Activity:
Check each line of the data below for the string "HashSet", then report how many lines have it and nothing else.

Segment Start: Input

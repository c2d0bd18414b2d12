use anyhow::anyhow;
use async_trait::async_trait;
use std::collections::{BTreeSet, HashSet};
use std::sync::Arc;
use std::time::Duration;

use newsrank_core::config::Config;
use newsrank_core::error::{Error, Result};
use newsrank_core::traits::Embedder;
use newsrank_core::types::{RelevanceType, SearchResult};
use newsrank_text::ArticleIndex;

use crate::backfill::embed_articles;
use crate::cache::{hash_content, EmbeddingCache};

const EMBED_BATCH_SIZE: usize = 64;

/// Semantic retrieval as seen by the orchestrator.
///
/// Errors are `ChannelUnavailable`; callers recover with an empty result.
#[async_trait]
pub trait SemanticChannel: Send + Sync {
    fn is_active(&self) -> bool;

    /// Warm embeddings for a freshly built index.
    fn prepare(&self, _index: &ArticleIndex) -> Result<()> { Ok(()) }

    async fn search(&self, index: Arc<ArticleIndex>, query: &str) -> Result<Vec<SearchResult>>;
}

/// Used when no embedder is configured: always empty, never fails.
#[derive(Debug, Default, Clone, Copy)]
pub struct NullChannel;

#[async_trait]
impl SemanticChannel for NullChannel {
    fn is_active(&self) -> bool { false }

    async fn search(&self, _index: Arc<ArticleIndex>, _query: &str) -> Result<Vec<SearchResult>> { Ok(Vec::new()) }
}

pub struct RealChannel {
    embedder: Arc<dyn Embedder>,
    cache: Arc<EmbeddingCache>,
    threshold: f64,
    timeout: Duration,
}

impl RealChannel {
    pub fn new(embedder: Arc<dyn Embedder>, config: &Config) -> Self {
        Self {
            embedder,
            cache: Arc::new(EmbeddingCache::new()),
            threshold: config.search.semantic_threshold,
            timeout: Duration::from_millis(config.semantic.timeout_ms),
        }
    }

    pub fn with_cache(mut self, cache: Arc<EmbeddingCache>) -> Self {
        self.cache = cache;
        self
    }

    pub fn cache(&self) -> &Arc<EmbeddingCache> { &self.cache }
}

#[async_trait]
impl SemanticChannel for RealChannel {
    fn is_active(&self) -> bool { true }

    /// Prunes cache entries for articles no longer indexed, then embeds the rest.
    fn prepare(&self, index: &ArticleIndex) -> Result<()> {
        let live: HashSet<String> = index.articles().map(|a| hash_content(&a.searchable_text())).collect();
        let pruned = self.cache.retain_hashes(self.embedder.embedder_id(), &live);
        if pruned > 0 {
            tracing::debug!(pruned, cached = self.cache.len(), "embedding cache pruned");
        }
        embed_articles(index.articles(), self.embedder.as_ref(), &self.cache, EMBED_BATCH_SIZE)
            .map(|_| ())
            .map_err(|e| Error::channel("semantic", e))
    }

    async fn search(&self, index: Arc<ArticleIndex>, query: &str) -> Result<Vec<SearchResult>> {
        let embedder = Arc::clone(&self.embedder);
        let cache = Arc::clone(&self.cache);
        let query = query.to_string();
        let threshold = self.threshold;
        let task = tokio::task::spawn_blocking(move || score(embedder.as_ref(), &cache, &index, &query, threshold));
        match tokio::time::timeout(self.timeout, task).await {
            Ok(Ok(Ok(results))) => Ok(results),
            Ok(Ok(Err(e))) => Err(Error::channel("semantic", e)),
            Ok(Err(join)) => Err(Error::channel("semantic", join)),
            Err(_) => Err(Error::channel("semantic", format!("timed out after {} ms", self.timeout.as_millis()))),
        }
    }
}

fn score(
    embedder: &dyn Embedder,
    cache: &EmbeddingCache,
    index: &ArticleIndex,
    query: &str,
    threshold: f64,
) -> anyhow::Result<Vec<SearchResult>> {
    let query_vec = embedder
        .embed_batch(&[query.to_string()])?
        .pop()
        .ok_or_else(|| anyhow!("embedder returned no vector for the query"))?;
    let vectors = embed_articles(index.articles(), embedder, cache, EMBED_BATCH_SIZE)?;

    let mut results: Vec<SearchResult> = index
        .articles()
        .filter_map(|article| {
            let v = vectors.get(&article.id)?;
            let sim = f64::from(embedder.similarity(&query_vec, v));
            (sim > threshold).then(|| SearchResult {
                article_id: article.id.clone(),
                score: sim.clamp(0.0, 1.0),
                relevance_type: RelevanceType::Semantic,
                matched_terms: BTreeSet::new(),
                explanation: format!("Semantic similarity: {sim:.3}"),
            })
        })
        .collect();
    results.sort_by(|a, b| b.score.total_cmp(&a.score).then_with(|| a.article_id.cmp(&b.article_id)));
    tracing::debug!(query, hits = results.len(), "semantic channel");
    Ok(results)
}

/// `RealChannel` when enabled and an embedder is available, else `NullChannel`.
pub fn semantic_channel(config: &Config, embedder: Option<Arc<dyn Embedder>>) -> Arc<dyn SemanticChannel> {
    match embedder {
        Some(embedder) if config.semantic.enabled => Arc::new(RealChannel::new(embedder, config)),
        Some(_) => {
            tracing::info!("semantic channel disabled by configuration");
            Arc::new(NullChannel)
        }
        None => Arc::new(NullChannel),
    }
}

Segment End: Input

Expected output:
2